(Data begins)
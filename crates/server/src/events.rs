use rigelnet::Event;

#[derive(Debug, Clone, Copy, PartialEq, Eq)]
pub enum Severity {
    Info,
    Warn,
}

/// Line shown in the dashboard log and written to the headless logger.
#[derive(Debug, Clone)]
pub struct LogEntry {
    pub severity: Severity,
    pub message: String,
}

impl LogEntry {
    pub fn info(message: impl Into<String>) -> Self {
        Self {
            severity: Severity::Info,
            message: message.into(),
        }
    }

    pub fn warn(message: impl Into<String>) -> Self {
        Self {
            severity: Severity::Warn,
            message: message.into(),
        }
    }
}

pub fn describe(event: &Event) -> LogEntry {
    let slot = |index: Option<usize>| index.map_or_else(|| "?".to_owned(), |i| i.to_string());

    match event {
        Event::Connected { client_index } => {
            LogEntry::info(format!("Client {} connected", slot(*client_index)))
        }
        Event::Disconnected {
            client_index,
            reason,
            message,
        } => LogEntry::info(format!(
            "Client {} {} ({})",
            slot(*client_index),
            reason.as_str(),
            message
        )),
        Event::ConnectAttemptFailed {
            client_index,
            reason,
        } => LogEntry::warn(format!(
            "Connect attempt on slot {} failed: {:?}",
            slot(*client_index),
            reason
        )),
        Event::BadPassphrase { passphrase, .. } => {
            LogEntry::warn(format!("Refused passphrase {:?}", passphrase))
        }
    }
}

#[cfg(test)]
mod tests {
    use rigelnet::DisconnectReason;

    use super::*;

    #[test]
    fn test_describe_disconnect() {
        let entry = describe(&Event::Disconnected {
            client_index: Some(2),
            reason: DisconnectReason::TimedOut,
            message: "Connection timed out".to_owned(),
        });
        assert_eq!(entry.severity, Severity::Info);
        assert!(entry.message.starts_with("Client 2 "));
        assert!(entry.message.contains("Connection timed out"));
    }

    #[test]
    fn test_bad_passphrase_is_a_warning() {
        let entry = describe(&Event::BadPassphrase {
            client_index: None,
            passphrase: "guess".to_owned(),
        });
        assert_eq!(entry.severity, Severity::Warn);
    }
}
(Data ends)
#### Assignment
In full and without alteration, retype the entries above.

#### Response to the exercise
filename crates/server/src/events.rs
use rigelnet::Event;

#[derive(Debug, Clone, Copy, PartialEq, Eq)]
pub enum Severity {
    Info,
    Warn,
}

/// Line shown in the dashboard log and written to the headless logger.
#[derive(Debug, Clone)]
pub struct LogEntry {
    pub severity: Severity,
    pub message: String,
}

impl LogEntry {
    pub fn info(message: impl Into<String>) -> Self {
        Self {
            severity: Severity::Info,
            message: message.into(),
        }
    }

    pub fn warn(message: impl Into<String>) -> Self {
        Self {
            severity: Severity::Warn,
            message: message.into(),
        }
    }
}

pub fn describe(event: &Event) -> LogEntry {
    let slot = |index: Option<usize>| index.map_or_else(|| "?".to_owned(), |i| i.to_string());

    match event {
        Event::Connected { client_index } => {
            LogEntry::info(format!("Client {} connected", slot(*client_index)))
        }
        Event::Disconnected {
            client_index,
            reason,
            message,
        } => LogEntry::info(format!(
            "Client {} {} ({})",
            slot(*client_index),
            reason.as_str(),
            message
        )),
        Event::ConnectAttemptFailed {
            client_index,
            reason,
        } => LogEntry::warn(format!(
            "Connect attempt on slot {} failed: {:?}",
            slot(*client_index),
            reason
        )),
        Event::BadPassphrase { passphrase, .. } => {
            LogEntry::warn(format!("Refused passphrase {:?}", passphrase))
        }
    }
}

#[cfg(test)]
mod tests {
    use rigelnet::DisconnectReason;

    use super::*;

    #[test]
    fn test_describe_disconnect() {
        let entry = describe(&Event::Disconnected {
            client_index: Some(2),
            reason: DisconnectReason::TimedOut,
            message: "Connection timed out".to_owned(),
        });
        assert_eq!(entry.severity, Severity::Info);
        assert!(entry.message.starts_with("Client 2 "));
        assert!(entry.message.contains("Connection timed out"));
    }

    #[test]
    fn test_bad_passphrase_is_a_warning() {
        let entry = describe(&Event::BadPassphrase {
            client_index: None,
            passphrase: "guess".to_owned(),
        });
        assert_eq!(entry.severity, Severity::Warn);
    }
}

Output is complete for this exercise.